My current sense of confusion happens because I am part of the lives of my youth through the social networking world and our get togethers. I wonder if I and the Church truly do what we should to help them in their life journey. Social networking has opened a door that allows a youth leader to see the feelings, minds and life struggles of our young people in a new way as they grow and live through adolescence. In one week I watched a young girl work through her parents separation, another lose her best friend, one more lose her father to suicide and a 17 year old continually struggle to raise her 2 year old son. There are struggles in everyone’s life but I truly wonder how some youth get by day to day.
As leaders we plan our youth events. They are fun, thoughtful, full of games, music and learning but I don’t think we truly see into the depths of our youths lives often enough. We can’t fix everything or take on their issues but are we there for them beyond our youth nights? Do we try to understand where they are and where they are going? Youth programs don’t always give them the tools to grow and survive in a difficult world. We tell them to have faith, be strong, and believe. But we need to actually teach them about faith and help them understand why they should have faith and believe.

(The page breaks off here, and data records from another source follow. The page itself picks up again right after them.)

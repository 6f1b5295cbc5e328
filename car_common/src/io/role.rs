//! I/O Role types.
//!
//! `IoRole` maps a string like `"GearButton3"` to a typed enum variant.
//! Components are wired by functional role rather than pin number, so a
//! rewired board only needs a new `[[io.points]]` table.

use core::fmt;
use core::str::FromStr;
use serde::{Deserialize, Serialize};

// ─── IoPointType ────────────────────────────────────────────────────

/// I/O point direction.
#[derive(Debug, Clone, Copy, PartialEq, Eq, Hash, Serialize, Deserialize)]
#[serde(rename_all = "lowercase")]
pub enum IoPointType {
    Input,
    Output,
}

impl fmt::Display for IoPointType {
    fn fmt(&self, f: &mut fmt::Formatter<'_>) -> fmt::Result {
        match self {
            Self::Input => write!(f, "input"),
            Self::Output => write!(f, "output"),
        }
    }
}

// ─── InputLogic ─────────────────────────────────────────────────────

/// Electrical level that means "pressed".
#[derive(Debug, Clone, Copy, PartialEq, Eq, Hash, Default, Serialize, Deserialize)]
#[serde(rename_all = "snake_case")]
pub enum InputLogic {
    /// Button pulls the line to ground against a pull-up.
    #[default]
    ActiveLow,
    /// Button drives the line high.
    ActiveHigh,
}

impl InputLogic {
    /// Interpret a raw pin level.
    #[inline]
    pub fn is_active(self, level_high: bool) -> bool {
        match self {
            Self::ActiveLow => !level_high,
            Self::ActiveHigh => level_high,
        }
    }
}

// ─── IoRole ─────────────────────────────────────────────────────────

/// Functional role of a console pin.
///
/// Forward gears carry their number (1-5); reverse has its own variant.
#[derive(Debug, Clone, Copy, PartialEq, Eq, Hash, Serialize, Deserialize)]
#[serde(try_from = "String", into = "String")]
pub enum IoRole {
    // ── Buttons ─────────────────────
    TurnSignalLeftButton,
    TurnSignalRightButton,
    HornButton,
    EmergencyButton,
    EmergencyLightButton,
    StarterButton,
    MusicBackButton,
    MusicPlayButton,
    MusicForwardButton,
    GearButton(u8),
    GearButtonR,

    // ── Indicators / relays ─────────
    EmergencyLightRelay,
    TurnSignalLeftLed,
    TurnSignalRightLed,
    EngineRunnableLed,
    EngineRunningLed,
}

impl IoRole {
    /// Every role the console wires up, inputs first.
    pub const ALL: [IoRole; 20] = [
        Self::TurnSignalLeftButton,
        Self::TurnSignalRightButton,
        Self::HornButton,
        Self::EmergencyButton,
        Self::EmergencyLightButton,
        Self::StarterButton,
        Self::MusicBackButton,
        Self::MusicPlayButton,
        Self::MusicForwardButton,
        Self::GearButton(1),
        Self::GearButton(2),
        Self::GearButton(3),
        Self::GearButton(4),
        Self::GearButton(5),
        Self::GearButtonR,
        Self::EmergencyLightRelay,
        Self::TurnSignalLeftLed,
        Self::TurnSignalRightLed,
        Self::EngineRunnableLed,
        Self::EngineRunningLed,
    ];

    /// Direction this role must be wired as.
    pub fn expected_io_type(&self) -> IoPointType {
        match self {
            Self::EmergencyLightRelay
            | Self::TurnSignalLeftLed
            | Self::TurnSignalRightLed
            | Self::EngineRunnableLed
            | Self::EngineRunningLed => IoPointType::Output,
            _ => IoPointType::Input,
        }
    }
}

// ─── Role Parser ────────────────────────────────────────────────────

/// Split a role string into (prefix, optional trailing number).
///
/// `"GearButton3"` → `("GearButton", Some(3))`
/// `"HornButton"`  → `("HornButton", None)`
fn split_role_str(s: &str) -> (&str, Option<u8>) {
    let digit_start = s
        .char_indices()
        .rev()
        .take_while(|(_, c)| c.is_ascii_digit())
        .last()
        .map(|(i, _)| i);

    match digit_start {
        Some(i) if i > 0 => match s[i..].parse::<u8>() {
            Ok(n) => (&s[..i], Some(n)),
            Err(_) => (s, None),
        },
        _ => (s, None),
    }
}

impl FromStr for IoRole {
    type Err = String;

    fn from_str(s: &str) -> Result<Self, Self::Err> {
        let (prefix, number) = split_role_str(s);

        if let Some(n) = number {
            return match prefix {
                "GearButton" if (1..=5).contains(&n) => Ok(Self::GearButton(n)),
                _ => Err(format!("unknown role: {s:?}")),
            };
        }

        match prefix {
            "TurnSignalLeftButton" => Ok(Self::TurnSignalLeftButton),
            "TurnSignalRightButton" => Ok(Self::TurnSignalRightButton),
            "HornButton" => Ok(Self::HornButton),
            "EmergencyButton" => Ok(Self::EmergencyButton),
            "EmergencyLightButton" => Ok(Self::EmergencyLightButton),
            "StarterButton" => Ok(Self::StarterButton),
            "MusicBackButton" => Ok(Self::MusicBackButton),
            "MusicPlayButton" => Ok(Self::MusicPlayButton),
            "MusicForwardButton" => Ok(Self::MusicForwardButton),
            "GearButtonR" => Ok(Self::GearButtonR),
            "EmergencyLightRelay" => Ok(Self::EmergencyLightRelay),
            "TurnSignalLeftLed" => Ok(Self::TurnSignalLeftLed),
            "TurnSignalRightLed" => Ok(Self::TurnSignalRightLed),
            "EngineRunnableLed" => Ok(Self::EngineRunnableLed),
            "EngineRunningLed" => Ok(Self::EngineRunningLed),
            _ => Err(format!("unknown role: {s:?}")),
        }
    }
}

impl TryFrom<String> for IoRole {
    type Error = String;

    fn try_from(value: String) -> Result<Self, Self::Error> {
        value.parse()
    }
}

impl From<IoRole> for String {
    fn from(role: IoRole) -> Self {
        role.to_string()
    }
}

impl fmt::Display for IoRole {
    fn fmt(&self, f: &mut fmt::Formatter<'_>) -> fmt::Result {
        match self {
            Self::TurnSignalLeftButton => write!(f, "TurnSignalLeftButton"),
            Self::TurnSignalRightButton => write!(f, "TurnSignalRightButton"),
            Self::HornButton => write!(f, "HornButton"),
            Self::EmergencyButton => write!(f, "EmergencyButton"),
            Self::EmergencyLightButton => write!(f, "EmergencyLightButton"),
            Self::StarterButton => write!(f, "StarterButton"),
            Self::MusicBackButton => write!(f, "MusicBackButton"),
            Self::MusicPlayButton => write!(f, "MusicPlayButton"),
            Self::MusicForwardButton => write!(f, "MusicForwardButton"),
            Self::GearButton(n) => write!(f, "GearButton{n}"),
            Self::GearButtonR => write!(f, "GearButtonR"),
            Self::EmergencyLightRelay => write!(f, "EmergencyLightRelay"),
            Self::TurnSignalLeftLed => write!(f, "TurnSignalLeftLed"),
            Self::TurnSignalRightLed => write!(f, "TurnSignalRightLed"),
            Self::EngineRunnableLed => write!(f, "EngineRunnableLed"),
            Self::EngineRunningLed => write!(f, "EngineRunningLed"),
        }
    }
}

Youth often stand on the peripheries of the Church and watch the politics, self-indulgence and egotism of some within the leadership and in the church pews. They see the good and the bad. Perhaps if we, as adults, were a little less focused on the internal workings and politics of the Church and create a more of a supportive life experience for the youth we can walk with them through both the good and difficult times in their lives. As people who are involved with youth we are blessed to be given the opportunity to make a difference in how they choose to live their lives. The opportunity to go in depth, to teach,to love and accept is such an extraordinary gift that we really can’t afford to miss it. Perhaps using such a gracious opportunity will ease some Church confusion on all our parts.